Let’s dive into game storytelling by looking at settings. In a brief search of the interwebs, I noticed a few definitions of a ‘good’ literary setting which resurfaced in every discussion. Setting needs to be more than just a backdrop to the plot. Let’s take a look at the literary fiction views about what makes a good setting:
- Immersion. The presentation is deep enough to truly allow you to envision yourself there.
- Novelty. Whether simply a different setting than we’ve seen before, or a familiar setting presented in a new way, it ought to tease our minds with original concepts.
- Personality. A setting should have a consistent mood, feel, and style to it. Some authors describe settings with human characteristics, even treating them like characters themselves.
- Change.

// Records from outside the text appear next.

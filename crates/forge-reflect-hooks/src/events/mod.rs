//! Host lifecycle events
//!
//! The host reports session events by name. Only three of them matter to the
//! dispatcher; they parse into [`SessionEvent`] and everything else is ignored.

pub mod session;

pub use session::{SessionEvent, COMPACTING, CREATED, IDLE};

An interesting setting isn’t static, (like a generic forest), but should be in some state of change. Even as subtle as night to day or summer to autumn will do. Better still are contextual changes, influenced by the larger whole of what’s going on in the world. Rich context shows the history of a place, and asks more questions than it answers.

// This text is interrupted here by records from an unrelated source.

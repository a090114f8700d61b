//! Verdict interpretation
//!
//! Tool stdout is untrusted: it may be empty, free text, a JSON scalar, or a
//! JSON object with any mix of fields. Only a JSON object decodes to a
//! [`Verdict`]; everything else means "no verdict".

use serde_json::Value;
use tracing::debug;

use crate::types::Verdict;

/// Decodes tool output into an optional verdict
pub struct VerdictInterpreter;

impl VerdictInterpreter {
    /// Parse captured stdout
    ///
    /// Never fails: empty, non-JSON and non-object output all yield `None`.
    pub fn parse(text: &str) -> Option<Verdict> {
        let trimmed = text.trim();
        if trimmed.is_empty() {
            return None;
        }

        let value: Value = match serde_json::from_str(trimmed) {
            Ok(value) => value,
            Err(e) => {
                debug!(error = %e, output_length = trimmed.len(), "Tool output is not JSON");
                return None;
            }
        };

        if !value.is_object() {
            debug!("Tool output is JSON but not an object");
            return None;
        }

        match serde_json::from_value::<Verdict>(value) {
            Ok(verdict) => Some(verdict),
            Err(e) => {
                debug!(error = %e, "Tool output did not decode as a verdict");
                None
            }
        }
    }
}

There’s a few more common veins running through the discussions I saw, but these four were by far the most advocated by the literary crowd.

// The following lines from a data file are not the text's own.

//! Managed child process wrapper

use std::io;
use std::time::Duration;
use tokio::io::{AsyncRead, AsyncReadExt, AsyncWriteExt};
use tokio::process::{Child, ChildStderr, ChildStdin, ChildStdout};
use tokio::time::sleep;
use tokio_util::sync::CancellationToken;
use tracing::{debug, warn};

use crate::{
    config::ProcessConfig,
    error::{ProcessError, Result},
    output::ProcessOutput,
};

/// Grace period between SIGTERM and SIGKILL for a process group
const SIGKILL_TIMEOUT_MS: u64 = 200;

/// Upper bound on reaping a child we just killed
const REAP_TIMEOUT: Duration = Duration::from_secs(5);

/// How a `communicate` call ended before its output is inspected
enum RunOutcome {
    Finished(io::Result<ProcessOutput>),
    TimedOut(u64),
    Cancelled,
}

/// Wrapper around tokio::process::Child with lifecycle management
pub struct ManagedChild {
    /// Underlying tokio child process
    child: Child,
    /// Process configuration
    config: ProcessConfig,
    /// Process ID
    pid: u32,
}

impl ManagedChild {
    /// Create new managed child
    pub(crate) fn new(child: Child, config: ProcessConfig) -> Self {
        let pid = child.id().unwrap_or(0);
        Self { child, config, pid }
    }

    /// Get process ID
    pub fn pid(&self) -> u32 {
        self.pid
    }

    /// Check if process is still running
    pub fn is_running(&mut self) -> bool {
        matches!(self.child.try_wait(), Ok(None))
    }

    /// Wait for process to exit, bounded by the configured timeout
    pub async fn wait(&mut self) -> Result<std::process::ExitStatus> {
        match self.config.timeout {
            Some(timeout) => tokio::time::timeout(timeout, self.child.wait())
                .await
                .map_err(|_| ProcessError::Timeout {
                    millis: timeout.as_millis() as u64,
                })?
                .map_err(Into::into),
            None => self.child.wait().await.map_err(Into::into),
        }
    }

    /// Feed `input` to stdin, drain stdout/stderr and wait for exit
    ///
    /// Stdin is closed right after the payload is written (or immediately
    /// when there is no payload) so the child sees EOF. If the configured
    /// timeout expires or `cancel` fires first, the child is killed and
    /// reaped before the error is returned.
    pub async fn communicate(
        &mut self,
        input: Option<&[u8]>,
        cancel: &CancellationToken,
    ) -> Result<ProcessOutput> {
        let stdin = self.child.stdin.take();
        let stdout = self.child.stdout.take();
        let stderr = self.child.stderr.take();
        let timeout = self.config.timeout;
        let limit = self.config.max_output_bytes;

        let outcome = {
            let finished = collect(&mut self.child, stdin, input, stdout, stderr, limit);
            tokio::pin!(finished);

            let deadline = async move {
                match timeout {
                    Some(limit) => sleep(limit).await,
                    None => std::future::pending::<()>().await,
                }
            };

            tokio::select! {
                result = &mut finished => RunOutcome::Finished(result),
                _ = deadline => RunOutcome::TimedOut(
                    timeout.map_or(0, |limit| limit.as_millis() as u64),
                ),
                _ = cancel.cancelled() => RunOutcome::Cancelled,
            }
        };

        match outcome {
            RunOutcome::Finished(result) => {
                let output = result?;
                debug!(
                    pid = %self.pid,
                    exit_code = ?output.code(),
                    stdout_len = output.stdout.len(),
                    "Process finished"
                );
                Ok(output)
            }
            RunOutcome::TimedOut(millis) => {
                warn!(pid = %self.pid, timeout_ms = millis, "Process exceeded its timeout");
                self.terminate().await;
                Err(ProcessError::Timeout { millis })
            }
            RunOutcome::Cancelled => {
                debug!(pid = %self.pid, "Process run cancelled");
                self.terminate().await;
                Err(ProcessError::Cancelled)
            }
        }
    }

    /// Kill the child (SIGKILL) if it is still running
    pub async fn kill(&mut self) -> Result<()> {
        if !self.is_running() {
            return Ok(());
        }
        self.child
            .kill()
            .await
            .map_err(|e| ProcessError::KillFailed(e.to_string()))
    }

    /// Gracefully shutdown process
    ///
    /// Kills the process (or its group) and waits for it to exit.
    pub async fn shutdown(&mut self) -> Result<()> {
        if !self.is_running() {
            return Ok(());
        }

        debug!(pid = %self.pid, "Shutting down process");
        self.kill_tree().await?;

        match tokio::time::timeout(REAP_TIMEOUT, self.child.wait()).await {
            Ok(Ok(_)) => {
                debug!(pid = %self.pid, "Process shut down");
                Ok(())
            }
            Ok(Err(e)) => {
                warn!(pid = %self.pid, error = %e, "Error waiting for process");
                Err(ProcessError::KillFailed(e.to_string()))
            }
            Err(_) => {
                warn!(pid = %self.pid, "Timeout waiting for process to exit");
                Err(ProcessError::Timeout {
                    millis: REAP_TIMEOUT.as_millis() as u64,
                })
            }
        }
    }

    /// Kill process tree (process and all descendants)
    ///
    /// Only children spawned with `new_process_group(true)` lead their own
    /// group on Unix; anything else falls back to killing the single process.
    pub async fn kill_tree(&mut self) -> Result<()> {
        if !self.config.new_process_group || self.pid == 0 {
            return self.kill().await;
        }
        debug!(pid = %self.pid, "Killing process tree");
        self.kill_group().await
    }

    #[cfg(unix)]
    async fn kill_group(&mut self) -> Result<()> {
        use nix::errno::Errno;
        use nix::sys::signal::{killpg, Signal};
        use nix::unistd::Pid;

        let pgid = Pid::from_raw(self.pid as i32);

        match killpg(pgid, Signal::SIGTERM) {
            Ok(()) => debug!(pid = %self.pid, "Sent SIGTERM to process group"),
            Err(Errno::ESRCH) => return Ok(()),
            Err(e) => {
                warn!(pid = %self.pid, error = %e, "Failed to send SIGTERM, killing process only");
                return self.kill().await;
            }
        }

        sleep(Duration::from_millis(SIGKILL_TIMEOUT_MS)).await;

        match killpg(pgid, Signal::SIGKILL) {
            Ok(()) => debug!(pid = %self.pid, "Sent SIGKILL to process group"),
            Err(Errno::ESRCH) => {}
            Err(e) => {
                warn!(pid = %self.pid, error = %e, "Failed to send SIGKILL, killing process only");
                self.kill().await?;
            }
        }

        Ok(())
    }

    #[cfg(not(unix))]
    async fn kill_group(&mut self) -> Result<()> {
        self.kill().await
    }

    /// Kill and reap after a timeout or cancellation; failures are only logged
    async fn terminate(&mut self) {
        if let Err(e) = self.kill_tree().await {
            warn!(pid = %self.pid, error = %e, "Failed to kill process");
        }
        if tokio::time::timeout(REAP_TIMEOUT, self.child.wait())
            .await
            .is_err()
        {
            warn!(pid = %self.pid, "Killed process did not exit in time");
        }
    }
}

/// Drive all three pipes concurrently, then reap the child
async fn collect(
    child: &mut Child,
    stdin: Option<ChildStdin>,
    input: Option<&[u8]>,
    stdout: Option<ChildStdout>,
    stderr: Option<ChildStderr>,
    limit: u64,
) -> io::Result<ProcessOutput> {
    let (fed, stdout, stderr) = tokio::join!(
        feed_stdin(stdin, input),
        read_pipe(stdout, limit),
        read_pipe(stderr, limit)
    );
    fed?;
    let status = child.wait().await?;

    Ok(ProcessOutput {
        status,
        stdout: stdout?,
        stderr: stderr?,
    })
}

async fn feed_stdin(stdin: Option<ChildStdin>, input: Option<&[u8]>) -> io::Result<()> {
    let (Some(mut pipe), Some(bytes)) = (stdin, input) else {
        return Ok(());
    };

    match pipe.write_all(bytes).await {
        // The child may exit without reading its input.
        Err(e) if e.kind() == io::ErrorKind::BrokenPipe => Ok(()),
        other => other,
    }
}

/// Keep at most `limit` bytes, then drain the rest so the child never blocks
/// on a full pipe
async fn read_pipe<R: AsyncRead + Unpin>(pipe: Option<R>, limit: u64) -> io::Result<Vec<u8>> {
    let mut buf = Vec::new();
    let Some(mut pipe) = pipe else {
        return Ok(buf);
    };

    (&mut pipe).take(limit).read_to_end(&mut buf).await?;
    let discarded = tokio::io::copy(&mut pipe, &mut tokio::io::sink()).await?;
    if discarded > 0 {
        debug!(kept = buf.len(), discarded, "Output exceeded capture limit, truncated");
    }
    Ok(buf)
}

#[cfg(all(test, unix))]
mod tests {
    use super::*;
    use crate::ProcessManager;

    #[tokio::test]
    async fn test_is_running() {
        let manager = ProcessManager::new();
        let config = ProcessConfig::new("sleep").args(["1"]);

        let mut child = manager.spawn(config).await.unwrap();
        assert!(child.is_running());

        child.wait().await.unwrap();
        assert!(!child.is_running());
    }

    #[tokio::test]
    async fn test_shutdown() {
        let manager = ProcessManager::new();
        let config = ProcessConfig::new("sleep").args(["10"]);

        let mut child = manager.spawn(config).await.unwrap();
        assert!(child.is_running());

        child.shutdown().await.unwrap();
        assert!(!child.is_running());
    }

    #[tokio::test]
    async fn test_shutdown_process_group() {
        let manager = ProcessManager::new();
        let config = ProcessConfig::new("sh")
            .args(["-c", "sleep 10 & wait"])
            .new_process_group(true);

        let mut child = manager.spawn(config).await.unwrap();
        child.shutdown().await.unwrap();
        assert!(!child.is_running());
    }

    #[tokio::test]
    async fn test_wait_times_out() {
        let manager = ProcessManager::new();
        let config = ProcessConfig::new("sleep").args(["10"]).timeout_ms(50);

        let mut child = manager.spawn(config).await.unwrap();
        let result = child.wait().await;
        assert!(matches!(result, Err(ProcessError::Timeout { millis: 50 })));
        child.shutdown().await.unwrap();
    }

    #[tokio::test]
    async fn test_communicate_cancelled_kills_child() {
        let manager = ProcessManager::new();
        let config = ProcessConfig::new("sleep")
            .args(["10"])
            .new_process_group(true);

        let mut child = manager.spawn(config).await.unwrap();
        let cancel = CancellationToken::new();
        let trigger = cancel.clone();
        tokio::spawn(async move {
            sleep(Duration::from_millis(50)).await;
            trigger.cancel();
        });

        let result = child.communicate(None, &cancel).await;
        assert!(matches!(result, Err(ProcessError::Cancelled)));
        assert!(!child.is_running());
    }

    #[tokio::test]
    async fn test_communicate_ignores_unread_stdin() {
        let manager = ProcessManager::new();
        let config = ProcessConfig::new("true").pipe_stdin(true);

        let mut child = manager.spawn(config).await.unwrap();
        let payload = vec![b'x'; 1 << 20];
        let output = child
            .communicate(Some(&payload), &CancellationToken::new())
            .await
            .unwrap();
        assert!(output.success());
        assert!(output.stdout.is_empty());
    }

    #[tokio::test]
    async fn test_communicate_caps_output() {
        let manager = ProcessManager::new();
        let config = ProcessConfig::new("sh")
            .args(["-c", "head -c 200000 /dev/zero; echo done >&2"])
            .max_output_bytes(1_000);

        let mut child = manager.spawn(config).await.unwrap();
        let output = child
            .communicate(None, &CancellationToken::new())
            .await
            .unwrap();
        assert!(output.success());
        assert_eq!(output.stdout.len(), 1_000);
        assert_eq!(output.stderr_lossy(), "done\n");
    }

    #[tokio::test]
    async fn test_communicate_captures_stderr() {
        let manager = ProcessManager::new();
        let config = ProcessConfig::new("sh").args(["-c", "echo oops >&2"]);

        let mut child = manager.spawn(config).await.unwrap();
        let output = child
            .communicate(None, &CancellationToken::new())
            .await
            .unwrap();
        assert_eq!(output.stderr_lossy(), "oops\n");
        assert!(output.stdout.is_empty());
    }
}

Now let’s take a look at how games are doing with settings. For the sake of not taking forever, I’m limiting my thoughts to just digital games.
- Immersion: Games can generally cop-out on this one. There’s a certain level of immersion that you get for free, just for being a game rather than a movie or book. Still, some game environments are more immerive than others, and there’s room for improvement. Generally, I’d say games do just fine in this category.
- Novelty: Arguable. On one hand, you typically get just about every possible spectrum of biome (both earthly and alien), climate and mood in a game. From rolling hills, to secret forests, to unholy caves deep in the earth. However, on the flip side most prolifically copy these ‘novel’ settings from one another, and chances are that any two fantasy games share a good 80% of settings. Some games do try to branch out, and succeed in either creating a unique atmosphere or presenting an old one in a novel way. I’d actually argue that games are steadily improving in novelty.
- Personality and Change: I have a few thoughts about these, based on the games I’ve played, but I’m actually more interested in hearing what you all have to say on these two points. Do you have examples of great “personality” and “change” in a game setting?
I’d love to see some literary setting techniques be applied to games someday. Here’s one for example:
- Pathetic Fallacy / Psychological Projection: ascribing a character’s traits to the environment around them. In literature we can simply describe these things. How might we do it in a game? Perhaps lightening or darkening the environment… trees appear denser, bushes appear spikier, lights on a computer terminal appear harsher. So far, there is virtually no effort to have the environment mood change with game characters, so perhaps there is some potential there?
What is the best setting you’re ever experienced in a game?
Have some great examples of environments with Personality and Change?
Any other literary techniques we could apply towards a game Setting?